Mungkin tidak banyak yang bisa saya ulas mengenai manajemen sumber daya data yang ada pada Teknologi Garis Gawang. Sebab data yang ada pada Teknologi Garis Gawang ini sendiri lebih kepada data yang berupa sinyal. Dimana data yang berupa sinyal tersebut didapat dari komunikasi yang terjadi saat bola melewati garis gawang dengan medan magnetik yang terdapat pada area gawang ataupun komunikasi yang terjadi saat bola melewati garis gawang dan tertangkap oleh kamera.

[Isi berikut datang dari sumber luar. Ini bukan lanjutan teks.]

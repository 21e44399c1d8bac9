//! Peer identity bounds and asynchronous identity generation.

use std::convert::Infallible;
use std::fmt::Debug;
use std::hash::Hash;

use async_trait::async_trait;
use libp2p::PeerId;
use libp2p::identity::Keypair;
use tracing::debug;

/// Blanket-implemented for any type with Clone + Eq + Hash + Send + Sync + Debug.
pub trait PeerIdentity: Clone + Eq + Hash + Send + Sync + Debug + 'static {}

impl<T> PeerIdentity for T where T: Clone + Eq + Hash + Send + Sync + Debug + 'static {}

/// Source of fresh peer identities.
///
/// Generation may suspend (key derivation, keystore access). Failures are
/// surfaced to callers as `Self::Error` without wrapping.
#[async_trait]
pub trait IdentityProvider: Send + Sync {
    type Identity: PeerIdentity;
    type Error: std::error::Error + Send + Sync + 'static;

    async fn generate(&self) -> Result<Self::Identity, Self::Error>;
}

/// Generates a random ed25519 keypair and yields its [`PeerId`].
#[derive(Debug, Clone, Copy, Default)]
pub struct Ed25519IdentityProvider;

#[async_trait]
impl IdentityProvider for Ed25519IdentityProvider {
    type Identity = PeerId;
    type Error = Infallible;

    async fn generate(&self) -> Result<PeerId, Infallible> {
        let peer_id = Keypair::generate_ed25519().public().to_peer_id();
        debug!(%peer_id, "generated ed25519 peer identity");
        Ok(peer_id)
    }
}

#[cfg(test)]
mod tests {
    use super::*;

    #[tokio::test]
    async fn test_ed25519_generates_unique_ids() {
        let provider = Ed25519IdentityProvider;

        let a = provider.generate().await.unwrap();
        let b = provider.generate().await.unwrap();

        assert_ne!(a, b);
    }
}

Di dalam pemrosesan datanya, pada
teknologi ini menggunakan sistem RFID (Radio Frequency Identification). Ketika
bola melewati garis gawang secara penuh, secara otomatis RFID tag yang dipasang di dalam bola
mendeteksi sinyal aktivasi yang dipancarkan dari RFID reader. Hal ini diakibatkan oleh
medan magnetik yang berasal dari kawat berarus listrik yang ditanam di
sekeliling gawang. Setelah RFID tag mendeteksi
sinyal tersebut. RFID reader akan
mengeksekusi data yang terdapat pada RFID tag. Data
tersebut akan dikirimkan ke sebuah sistem informasi. Sistem informasi tersebut
akan mengolah data yang dikirimkan oleh RFID reader. Hasil
pengolahan data dikirimkan langsung kepada wasit melalui jam tangan yang
digunakannya. Informasi yang dikirimkan ke jam tangan wasit berupa
tulisan dan getaran. jika terjadi gol, jam tangan wasit akan bertuliskan ‘goal’
dan getaran. Jika tidak, jam tangan wasit tidak memberikan respon apapun.
RFID reader
baru bisa aktif ketika seluruh bagian bola telah melewati garis gawang. Hal ini
didasarkan pada peraturan FIFA yang menyatakan bahwa sebuah gol dinyatakan sah
apabila seluruh bagian bola telah melewati garis gawang. Apabila bola belum
seluruhnya melewati garis gawang, maka RFID reader tidak akan
mengirimkan data ke sistem informasi.